The schools’ financial problems date to the 1980s and 1990s, when they were being formed and emerged as pioneers for the nation’s chemical-dependency treatment industry.
The schools usually have been housed within traditional high schools under the “alternative” umbrella or were established as charter schools. They receive state per-pupil aid — a Catch-22 since most recovery schools or programs have limited numbers of students, by design. The schools also rely heavily on fundraising to provide counselors and specialists in the chemical-dependency field.
“Most of the schools around the country got started because of the great work in Minnesota,” said Andrew J. Finch, Vanderbilt University professor and founder and senior adviser for the Association of Recovery Schools. “But many of those schools in Minnesota were started by people in the chemical dependency field and well-intentioned parents, not by businesspeople. The sad reality is that outside of Minnesota, the schools are doing really well.”

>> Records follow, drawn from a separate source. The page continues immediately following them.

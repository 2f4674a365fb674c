//! Object containers.
//!
//! Entries live in the payload region and are reached through a table of
//! entry offsets kept in ascending key order, so lookups are a binary search
//! over the table. An entry is a value cell followed by its key:
//!
//! ```text
//! +------+----------------------------------+---------+
//! | cell | key (u16 len + Latin-1 | i32 len + UTF-16) | padding |
//! +------+----------------------------------+---------+
//! ```

use alloc::string::String;
use core::{cmp::Ordering, fmt};

use crate::{
    base::Header,
    cell::{Cell, ValueRef},
    layout::{BASE_SIZE, SLOT_SIZE, aligned_size, get_u32, read_u32},
    string::{self, StrRef},
    value::Map,
};

/// A read-only view of an object container.
#[derive(Clone, Copy)]
pub struct ObjectRef<'a> {
    bytes: &'a [u8],
    header: Header,
}

impl<'a> ObjectRef<'a> {
    /// `bytes` starts at the container header of a validated object.
    pub(crate) fn new(bytes: &'a [u8]) -> Self {
        let header = Header::read(bytes);
        Self {
            bytes: &bytes[..header.size as usize],
            header,
        }
    }

    /// Number of entries.
    #[must_use]
    pub fn len(&self) -> usize {
        self.header.len()
    }

    /// Whether the object has no entries.
    #[must_use]
    pub fn is_empty(&self) -> bool {
        self.len() == 0
    }

    /// Size of the container in bytes, header and table included.
    #[must_use]
    pub fn size(&self) -> usize {
        self.bytes.len()
    }

    /// The entry at table position `i`.
    ///
    /// # Panics
    ///
    /// Panics if `i >= len()`.
    #[must_use]
    pub fn entry_at(&self, i: usize) -> Entry<'a> {
        assert!(i < self.len(), "index {i} out of range for object of length {}", self.len());
        let at = read_u32(self.bytes, self.header.table() + i * SLOT_SIZE) as usize;
        Entry {
            container: self.bytes,
            at,
        }
    }

    /// Binary search for `key`. Returns the position of the entry holding
    /// `key` and `true`, or the position where it would be inserted and
    /// `false`.
    #[must_use]
    pub fn index_of(&self, key: &str) -> (usize, bool) {
        let mut min = 0;
        let mut n = self.len();
        while n > 0 {
            let half = n >> 1;
            let middle = min + half;
            if self.entry_at(middle).cmp_key(key) == Ordering::Less {
                min = middle + 1;
                n -= half + 1;
            } else {
                n = half;
            }
        }
        let exists = min < self.len() && self.entry_at(min).cmp_key(key) == Ordering::Equal;
        (min, exists)
    }

    /// The value stored under `key`.
    #[must_use]
    pub fn get(&self, key: &str) -> Option<ValueRef<'a>> {
        match self.index_of(key) {
            (i, true) => Some(self.entry_at(i).value()),
            (_, false) => None,
        }
    }

    /// Whether `key` is present.
    #[must_use]
    pub fn contains_key(&self, key: &str) -> bool {
        self.index_of(key).1
    }

    /// Iterates the entries in key order.
    pub fn iter(&self) -> impl ExactSizeIterator<Item = Entry<'a>> + use<'a> {
        let this = *self;
        (0..this.len()).map(move |i| this.entry_at(i))
    }

    /// Copies the entries out.
    #[must_use]
    pub fn to_map(&self) -> Map {
        self.iter()
            .map(|e| (e.key_string(), e.value().to_value()))
            .collect()
    }
}

impl fmt::Debug for ObjectRef<'_> {
    fn fmt(&self, f: &mut fmt::Formatter<'_>) -> fmt::Result {
        f.debug_map()
            .entries(self.iter().map(|e| (e.key(), e.value())))
            .finish()
    }
}

/// A read-only view of one object entry.
#[derive(Clone, Copy)]
pub struct Entry<'a> {
    container: &'a [u8],
    at: usize,
}

impl<'a> Entry<'a> {
    pub(crate) fn cell(&self) -> Cell {
        Cell::read(self.container, self.at)
    }

    /// Container-relative offset of the entry.
    pub(crate) fn offset(&self) -> usize {
        self.at
    }

    /// The stored key.
    #[must_use]
    pub fn key(&self) -> StrRef<'a> {
        StrRef::read(&self.container[self.at + 4..], self.cell().latin_key())
    }

    /// The key as an owned `String`.
    #[must_use]
    pub fn key_string(&self) -> String {
        self.key().to_string_lossy()
    }

    /// Ordinal comparison of this entry's key with `key`.
    #[must_use]
    pub fn cmp_key(&self, key: &str) -> Ordering {
        self.key().cmp_str(key)
    }

    /// The entry's value.
    #[must_use]
    pub fn value(&self) -> ValueRef<'a> {
        ValueRef::new(self.container, self.cell())
    }

    /// Size of the entry itself (cell and key), aligned.
    #[must_use]
    pub fn size(&self) -> usize {
        aligned_size(4 + self.key().stored_len())
    }

    /// Size of the entry plus its value's out-of-line payload.
    #[must_use]
    pub fn used_storage(&self) -> usize {
        self.size() + self.value().used_storage()
    }
}

impl fmt::Debug for Entry<'_> {
    fn fmt(&self, f: &mut fmt::Formatter<'_>) -> fmt::Result {
        f.debug_struct("Entry")
            .field("key", &self.key())
            .field("value", &self.value())
            .finish()
    }
}

/// Checks an untrusted entry that may use at most `max_size` bytes of
/// `entry`.
fn entry_is_valid(entry: &[u8], max_size: usize) -> bool {
    if max_size < 4 {
        return false;
    }
    let (Some(raw), Some(key)) = (get_u32(entry, 0), entry.get(4..)) else {
        return false;
    };
    if Cell::from_raw(raw).latin_key() {
        string::latin1_is_valid(key, max_size - 4)
    } else {
        string::utf16_is_valid(key, max_size - 4)
    }
}

/// Checks an untrusted object container that may use at most `max_size`
/// bytes of `container`. Keys must appear in non-decreasing order, otherwise
/// [`ObjectRef::index_of`] would silently miss entries.
pub(crate) fn is_valid(container: &[u8], max_size: usize, depth: usize) -> bool {
    let Some(header) = Header::get(container) else {
        return false;
    };
    if !header.is_object || !header.is_valid(max_size.min(container.len())) {
        tracing::trace!(?header, max_size, "object framing out of bounds");
        return false;
    }
    let container = &container[..header.size as usize];
    let table = header.table();
    let mut last: Option<StrRef<'_>> = None;
    for i in 0..header.len() {
        let Some(at) = get_u32(container, table + i * SLOT_SIZE).map(|o| o as usize) else {
            return false;
        };
        if at < BASE_SIZE || at + 4 >= table {
            tracing::trace!(entry = i, offset = at, table, "entry offset outside data region");
            return false;
        }
        if !entry_is_valid(&container[at..table], table - at) {
            tracing::trace!(entry = i, "entry key overruns data region");
            return false;
        }
        let entry = Entry { container, at };
        let key = entry.key();
        if last.is_some_and(|prev| key < prev) {
            tracing::trace!(entry = i, "object keys out of order");
            return false;
        }
        if !entry.cell().is_valid(container, table, depth) {
            return false;
        }
        last = Some(key);
    }
    true
}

The Minnesota Model — the moniker given more than 50 years ago to treating addicts through abstinence, but also with dignity — is a term that recovery schools nationally use admiringly when discussing Minnesota’s sober high schools. Roger Oser, principal at Ostiguy High School in Boston, says, “Minnesota is considered the birthplace of recovery high schools. Minnesota is the model.”
Ostiguy, which opened seven years ago, was started after a Massachusetts girl came to the Hazelden Youth and Family Center in Plymouth for treatment. She returned home asking why Massachusetts didn’t have recovery schools like those in Minnesota.
Ostiguy didn’t blossom overnight. It took eight years of planning before the school opened, Oser said. There were few guarantees. A school in Janesville, Wis., opened in 2008 and closed two years later. Today, there are fewer than three dozen recovery schools nationally. Massachusetts and Minnesota each lead the nation with four. None of the Massachusetts schools opened before 2006.
“We’ve been fortunate in getting funding through the public-health system,” Oser said. “For other schools, we know that’s a challenge.”